__GOAL OF THE EXERCISE__:
Reproduce exactly the lines below from the one containing "file. Malformed lines" through the one containing "for line in", including both, and nothing else.

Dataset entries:
-------

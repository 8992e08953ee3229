//! Synthetic trace generation and the text trace format.
//!
//! This module produces and (de)serializes the memory-access stream that
//! exercises the cache. It provides:
//! 1. **Records:** [`AccessRecord`], an `(R|W, address)` pair; the kind is
//!    kept for format fidelity but does not affect hit/miss outcome.
//! 2. **Generation:** [`TraceGenerator`], a weighted mix of spatial, temporal,
//!    and random locality over an injectable RNG.
//! 3. **Trace files:** One access per line (`R 0x1a000`); readers skip lines
//!    that do not parse rather than failing the run.

use std::fmt;
use std::fs::File;
use std::io::{self, BufRead, BufReader, BufWriter, Write};
use std::path::Path;
use std::time::{SystemTime, UNIX_EPOCH};

use rand::rngs::StdRng;
use rand::{Rng, SeedableRng};

use crate::config::TraceConfig;

/// Percent of accesses that follow the sequential read stream.
const SPATIAL_PCT: u32 = 50;
/// Percent of accesses that write the per-trace hot address.
const TEMPORAL_PCT: u32 = 30;
// The remaining 20% are uniformly random reads.

/// Whether an access is a read or a write.
///
/// Both are treated identically for hit/miss purposes; no dirty-bit or
/// write-back behavior is modeled.
#[derive(Debug, Clone, Copy, PartialEq, Eq)]
pub enum AccessKind {
    /// A load from memory.
    Read,
    /// A store to memory.
    Write,
}

/// One memory access: operation kind and 64-bit byte address.
#[derive(Debug, Clone, Copy, PartialEq, Eq)]
pub struct AccessRecord {
    /// Read or write.
    pub kind: AccessKind,
    /// Byte address of the access.
    pub addr: u64,
}

impl AccessRecord {
    /// Parses one trace line of the form `<op> <address>`.
    ///
    /// `op` is `R` or `W`; the address is a hexadecimal literal with a
    /// leading `0x`/`0X` prefix. Returns `None` for anything else, letting
    /// the caller skip the line.
    pub fn parse(line: &str) -> Option<Self> {
        let mut fields = line.split_whitespace();
        let kind = match fields.next()? {
            "R" => AccessKind::Read,
            "W" => AccessKind::Write,
            _ => return None,
        };
        let literal = fields.next()?;
        let digits = literal
            .strip_prefix("0x")
            .or_else(|| literal.strip_prefix("0X"))?;
        let addr = u64::from_str_radix(digits, 16).ok()?;
        Some(Self { kind, addr })
    }
}

impl fmt::Display for AccessRecord {
    fn fmt(&self, f: &mut fmt::Formatter<'_>) -> fmt::Result {
        let op = match self.kind {
            AccessKind::Read => 'R',
            AccessKind::Write => 'W',
        };
        write!(f, "{op} {:#x}", self.addr)
    }
}

/// Synthetic workload generator.
///
/// Each generated item is drawn independently from a fixed categorical
/// distribution: 50% sequential reads at `base + 4*i` (array traversal),
/// 30% writes to one hot address chosen when the generator is built
/// (reused working-set data), 20% uniformly random reads in a bounded range
/// (irregular, conflict-inducing accesses).
///
/// The RNG is injectable so tests can fix the sequence; production use
/// defaults to a time-based seed, so a fresh trace is drawn each run.
#[derive(Debug)]
pub struct TraceGenerator<R: Rng = StdRng> {
    rng: R,
    length: usize,
    base_address: u64,
    hot_address: u64,
    random_limit: u64,
}

impl TraceGenerator<StdRng> {
    /// Builds a generator seeded from the config, or from wall-clock time
    /// when no seed is configured.
    pub fn new(config: &TraceConfig) -> Self {
        let seed = config.seed.unwrap_or_else(time_seed);
        tracing::debug!(seed, "seeding trace generator");
        Self::with_rng(config, StdRng::seed_from_u64(seed))
    }
}

impl<R: Rng> TraceGenerator<R> {
    /// Builds a generator over a caller-supplied RNG.
    ///
    /// The hot address is drawn from the RNG immediately, once per trace.
    pub fn with_rng(config: &TraceConfig, mut rng: R) -> Self {
        let slots = config.hot_region_slots.max(1);
        let hot_address = config.hot_region_base + rng.random_range(0..slots) * 4;
        Self {
            rng,
            length: config.length,
            base_address: config.base_address,
            hot_address,
            random_limit: config.random_address_limit.max(1),
        }
    }

    /// Draws a complete trace.
    ///
    /// Each call consumes fresh randomness: regenerating draws a new
    /// sequence, not a replay.
    pub fn generate(&mut self) -> Vec<AccessRecord> {
        (0..self.length).map(|i| self.draw(i)).collect()
    }

    /// Draws the record at output index `i`.
    fn draw(&mut self, i: usize) -> AccessRecord {
        let category = self.rng.random_range(0..100u32);
        if category < SPATIAL_PCT {
            AccessRecord {
                kind: AccessKind::Read,
                addr: self.base_address + 4 * i as u64,
            }
        } else if category < SPATIAL_PCT + TEMPORAL_PCT {
            AccessRecord {
                kind: AccessKind::Write,
                addr: self.hot_address,
            }
        } else {
            AccessRecord {
                kind: AccessKind::Read,
                addr: self.rng.random_range(0..self.random_limit) * 4,
            }
        }
    }
}

/// Wall-clock nanoseconds as a seed; zero if the clock is before the epoch.
fn time_seed() -> u64 {
    SystemTime::now()
        .duration_since(UNIX_EPOCH)
        .map(|elapsed| elapsed.as_nanos() as u64)
        .unwrap_or(0)
}

/// Writes a trace file, one record per line.
///
/// # Errors
///
/// Returns any I/O error from creating or writing the file.
pub fn write_trace(path: &Path, records: &[AccessRecord]) -> io::Result<()> {
    let mut out = BufWriter::new(File::create(path)?);
    for record in records {
        writeln!(out, "{record}")?;
    }
    out.flush()
}

/// Reads a trace file, skipping lines that do not parse.
///
/// Skipped lines are dropped before they reach the simulation driver; they
/// are never counted as hits or misses.
///
/// # Errors
///
/// Returns any I/O error from opening or reading the file. Malformed lines
/// are not errors.
pub fn read_trace(path: &Path) -> io::Result<Vec<AccessRecord>> {
    let reader = BufReader::new(File::open(path)?);
    let mut records = Vec::new();
    let mut skipped = 0usize;
    for line in reader.lines() {
        let line = line?;
        match AccessRecord::parse(&line) {
            Some(record) => records.push(record),
            None => {
                if !line.trim().is_empty() {
                    skipped += 1;
                }
            }
        }
    }
    if skipped > 0 {
        tracing::debug!(skipped, "skipped malformed trace lines");
    }
    Ok(records)
}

-------

__REPLY__:
/// Returns any I/O error from opening or reading the file. Malformed lines
/// are not errors.
pub fn read_trace(path: &Path) -> io::Result<Vec<AccessRecord>> {
    let reader = BufReader::new(File::open(path)?);
    let mut records = Vec::new();
    let mut skipped = 0usize;
    for line in reader.lines() {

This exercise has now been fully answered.